Невменяемые, безумные страсти любви – невменяемое безумие самозванства, мечущегося в пустом, безликом, бесчеловечном (буквально – без людей)
Ну а как же мистика ничто, последнего предела – действительно, морок рефлексивного разума, наваждение, кабинетная профессорская дурь? Или нечто реальное. Если реальное, то значит – созидательно утверждающее.
Б. П. Вышеславцев, например, увидел ничто в самом сердце, понимаемом как сокровенный центр личности, ее сердцевина, даже не ядро, а исходная точка и импульс. Ценность аналитики и философствования Б. П. Вышеславцева в том, что он сопоставляет и стягивает смысловую ткань еврохристианского и восточного понимания конституирующего основания, последнего предела человеческого сознания и личности.

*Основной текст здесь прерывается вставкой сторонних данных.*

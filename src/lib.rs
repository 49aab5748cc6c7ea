#![doc(test(attr(deny(warnings))))]

//! Trade Ledger offers the domain entities, balance aggregation, and
//! persistence primitives behind a small trading desk's bookkeeping: asset
//! sales and purchases against external platforms, stock transfers between
//! platforms, fiat transfers between banks, and expense/income entries.

pub mod cli;
pub mod core;
pub mod domain;
pub mod errors;
pub mod utils;

use std::sync::Once;

static INIT_TRACING: Once = Once::new();

/// Initializes global tracing and emits a startup info log.
pub fn init() {
    INIT_TRACING.call_once(|| {
        utils::init_tracing();
        tracing::info!("Trade Ledger tracing initialized.");
    });
}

Индийская мистика строится на принципе «Атман есть Брахман», то есть на имманентном тождестве предельного центра человеческой самости с предельным центром божественной самости. «Не то, что я нахожу в себе Бога, соприкасаясь с Богом в глубине своего сердца – а то, что я сам оказываюсь Богом! Сам – конечно, не в смысле эмпирической личности… а в смысле иррационального центра моего Я. Этот мой центр тождествен, совпадает с божественным центром. На этой высоте умозрения человеческое Я совпадает до неразличимости с божественным центром Я». Осознание своего единства с центром бытия, обнаружение в себе Бога живого и сопричастности ему – феноменологическая основа любого религиозного опыта. И не только религиозного. Опубликованная в «Логосе» серия статей В. А. Карпунина, работа С. Жемайтиса убедительно свидетельствуют о фундаментальности точки отсчета самосознания личности, каковой выступает осознание и переживание интимного единства личности и бытия, совпадающих в некоей предельной точке, где Абсолют перетекает в Я и наоборот.

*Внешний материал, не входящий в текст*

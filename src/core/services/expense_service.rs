//! Business logic helpers for expense and income entries.

use uuid::Uuid;

use crate::core::services::{ensure_amount, ServiceError, ServiceResult};
use crate::domain::expense::ExpenseEntry;
use crate::domain::ledger::Ledger;

/// Provides validated CRUD helpers for expense/income entries.
pub struct ExpenseService;

impl ExpenseService {
    pub fn add(ledger: &mut Ledger, entry: ExpenseEntry) -> ServiceResult<Uuid> {
        ensure_amount("amount", entry.amount)?;
        if entry.bank.trim().is_empty() {
            return Err(ServiceError::Invalid("bank is required".into()));
        }
        let id = ledger.add_expense(entry);
        tracing::info!(%id, "expense entry recorded");
        Ok(id)
    }

    pub fn update<F>(ledger: &mut Ledger, id: Uuid, editor: &str, mutator: F) -> ServiceResult<()>
    where
        F: FnOnce(&mut ExpenseEntry),
    {
        let entry = ledger
            .expense_mut(id)
            .ok_or_else(|| ServiceError::Invalid("expense not found".into()))?;
        let mut updated = entry.clone();
        mutator(&mut updated);
        updated.mark_edited(editor);
        ensure_amount("amount", updated.amount)?;
        *entry = updated;
        ledger.touch();
        Ok(())
    }

    pub fn remove(ledger: &mut Ledger, id: Uuid) -> ServiceResult<ExpenseEntry> {
        ledger
            .remove_expense(id)
            .ok_or_else(|| ServiceError::Invalid("expense not found".into()))
    }

    pub fn list(ledger: &Ledger) -> Vec<&ExpenseEntry> {
        ledger.expenses.iter().collect()
    }
}

#[cfg(test)]
mod tests {
    use super::*;
    use crate::domain::expense::CashFlow;

    #[test]
    fn add_rejects_negative_amount() {
        let mut ledger = Ledger::new("Desk");
        let entry = ExpenseEntry::new("Maybank", -5.0, CashFlow::Expense, "desk");
        assert!(ExpenseService::add(&mut ledger, entry).is_err());
        assert!(ledger.expenses.is_empty());
    }

    #[test]
    fn update_stamps_editor() {
        let mut ledger = Ledger::new("Desk");
        let entry = ExpenseEntry::new("Maybank", 20.0, CashFlow::Expense, "desk");
        let id = ExpenseService::add(&mut ledger, entry).unwrap();
        ExpenseService::update(&mut ledger, id, "auditor", |entry| {
            entry.category = Some("fees".into());
        })
        .unwrap();
        let entry = &ledger.expenses[0];
        assert_eq!(entry.category.as_deref(), Some("fees"));
        assert_eq!(entry.edited_by.as_deref(), Some("auditor"));
    }
}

Но тождество типа «Атман есть Брахман» может быть истолковано двояко, с «онтологическим центром тяжести» на первом или втором члене тождества. Либо как растворение высшего человеческого Я в Боге – и тогда нет человека: как капля воды, как крупица соли он без остатка растворен в океане. Есть только Бог-Брахман. Собственно именно такова в индийском духовном опыте пантеистическая система Веданты. Либо мое Я есть высшая и последняя реальность – такова атеистическая система Санкхьи. Другие учения как бы колеблются между этими двумя крайними полюсами. Например, буддизм – в толковании нирваны – либо как атеистического угасания сознания, либо как пантеистическое растворение в абсолютном. Не случайно сам Будда мудро запретил ученикам углубляться в эту проблему.

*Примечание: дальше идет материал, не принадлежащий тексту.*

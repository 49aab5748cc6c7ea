use chrono::{DateTime, Utc};
use serde::{Deserialize, Serialize};
use uuid::Uuid;

use crate::domain::common::{Dated, Displayable, Identifiable};
use crate::domain::reference::ADJUSTMENT_BANK;

/// Moves asset stock from one platform to another.
#[derive(Debug, Clone, Serialize, Deserialize, PartialEq)]
pub struct TransferEntry {
    pub id: Uuid,
    pub from_platform: String,
    pub to_platform: String,
    pub quantity: f64,
    pub created_at: DateTime<Utc>,
    pub created_by: String,
    #[serde(default, skip_serializing_if = "Option::is_none")]
    pub edited_by: Option<String>,
    #[serde(default, skip_serializing_if = "Option::is_none")]
    pub updated_at: Option<DateTime<Utc>>,
}

impl TransferEntry {
    pub fn new(
        from_platform: impl Into<String>,
        to_platform: impl Into<String>,
        quantity: f64,
        created_by: impl Into<String>,
    ) -> Self {
        Self {
            id: Uuid::new_v4(),
            from_platform: from_platform.into(),
            to_platform: to_platform.into(),
            quantity,
            created_at: Utc::now(),
            created_by: created_by.into(),
            edited_by: None,
            updated_at: None,
        }
    }

    pub fn mark_edited(&mut self, editor: impl Into<String>) {
        self.edited_by = Some(editor.into());
        self.updated_at = Some(Utc::now());
    }
}

impl Identifiable for TransferEntry {
    fn id(&self) -> Uuid {
        self.id
    }
}

impl Dated for TransferEntry {
    fn created_at(&self) -> DateTime<Utc> {
        self.created_at
    }
}

impl Displayable for TransferEntry {
    fn display_label(&self) -> String {
        format!(
            "{:.8} from {} to {}",
            self.quantity, self.from_platform, self.to_platform
        )
    }
}

/// Moves fiat between bank accounts. A leg equal to [`ADJUSTMENT_BANK`] marks
/// a manual correction rather than an ordinary interbank transfer.
#[derive(Debug, Clone, Serialize, Deserialize, PartialEq)]
pub struct BankTransferEntry {
    pub id: Uuid,
    pub from_bank: String,
    pub from_account: String,
    pub to_bank: String,
    pub to_account: String,
    pub amount: f64,
    #[serde(default, skip_serializing_if = "Option::is_none")]
    pub reference: Option<String>,
    pub created_at: DateTime<Utc>,
    pub created_by: String,
    #[serde(default, skip_serializing_if = "Option::is_none")]
    pub edited_by: Option<String>,
    #[serde(default, skip_serializing_if = "Option::is_none")]
    pub updated_at: Option<DateTime<Utc>>,
}

impl BankTransferEntry {
    pub fn new(
        from_bank: impl Into<String>,
        from_account: impl Into<String>,
        to_bank: impl Into<String>,
        to_account: impl Into<String>,
        amount: f64,
        created_by: impl Into<String>,
    ) -> Self {
        Self {
            id: Uuid::new_v4(),
            from_bank: from_bank.into(),
            from_account: from_account.into(),
            to_bank: to_bank.into(),
            to_account: to_account.into(),
            amount,
            reference: None,
            created_at: Utc::now(),
            created_by: created_by.into(),
            edited_by: None,
            updated_at: None,
        }
    }

    pub fn with_reference(mut self, reference: impl Into<String>) -> Self {
        self.reference = Some(reference.into());
        self
    }

    pub fn mark_edited(&mut self, editor: impl Into<String>) {
        self.edited_by = Some(editor.into());
        self.updated_at = Some(Utc::now());
    }

    /// True when exactly one leg is the adjustment sentinel.
    pub fn is_adjustment(&self) -> bool {
        (self.from_bank == ADJUSTMENT_BANK) != (self.to_bank == ADJUSTMENT_BANK)
    }
}

impl Identifiable for BankTransferEntry {
    fn id(&self) -> Uuid {
        self.id
    }
}

impl Dated for BankTransferEntry {
    fn created_at(&self) -> DateTime<Utc> {
        self.created_at
    }
}

impl Displayable for BankTransferEntry {
    fn display_label(&self) -> String {
        format!(
            "{:.2} from {}/{} to {}/{}",
            self.amount, self.from_bank, self.from_account, self.to_bank, self.to_account
        )
    }
}

#[cfg(test)]
mod tests {
    use super::*;

    #[test]
    fn adjustment_requires_exactly_one_sentinel_leg() {
        let ordinary = BankTransferEntry::new("Maybank", "001", "CIMB", "002", 500.0, "desk");
        assert!(!ordinary.is_adjustment());

        let top_up = BankTransferEntry::new(ADJUSTMENT_BANK, "-", "CIMB", "002", 500.0, "desk");
        assert!(top_up.is_adjustment());

        let write_off = BankTransferEntry::new("CIMB", "002", ADJUSTMENT_BANK, "-", 500.0, "desk");
        assert!(write_off.is_adjustment());

        let degenerate =
            BankTransferEntry::new(ADJUSTMENT_BANK, "-", ADJUSTMENT_BANK, "-", 500.0, "desk");
        assert!(!degenerate.is_adjustment());
    }
}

Но в обоих этих крайностях тождество устанавливается полное: безличное и безразличное. Индийской мистике тождества Я и Абсолюта Б. П. Вышеславцев противопоставлял христианскую мистику – совершенно особую сопричастность сердечной глубины с Богом, основанную на отношениях Богочеловечности и Богосыновства, не на безразличном абстрактном тождестве, а на любви как гармонии противоположностей. «… Сердце в индийской мистике… имеет другое значение: оно означает только внутренний мир, скрытую центральность, сердцевинность атмана по отношению к владельцу, но без всякой эмоциональной, эротической, эстетической окраски, которая неизбежна в христианском сердце, которая преображается в своем пределе не в тождество унисона, а в гармонию напряженно противостоящих и сопряженных струн».
Тождество – устранение другого, в пределе – либо Бога, либо себя. Если в основании любви – тождество, то нет выхода за последние пределы ничто, человек попадает в рассмотренные выше ловушки самозванства. Безличные абстракции рефлексии оставляют человека одного в безвоздушном пространстве, без воздуха, без воздуха любви, без любви. Но ведь возможна и обратная ситуация, когда не любовь – продукт взаиморефлексий любящих-хотящих-быть-любимыми, а наоборот – взаимопознание, познание вообще – как продукт любви. Перефразируя и оборачивая известные слова Леонардо да Винчи можно сказать, что «великое познание есть дитя великой любви». По крайней мере, мои многолетние штудии в логике и методологии науки, включая и герменевтическую философию понимания подтверждают это: нет безлюбого познания, любому познанию предшествует очарование предметом, воздух любви, «мне плохо без тебя»…
Но не возгоняется ли проблема, не решаясь, на уровень выше или, если угодно, не загоняется ли она вглубь – любовь к Богу живому, любовь к Христу, как впрочем и отношения Бога Отца и Бога Сына вновь ставят, сохраняют проблему любви как проблему прорыва ничто, как проблему возможности мистики сердца.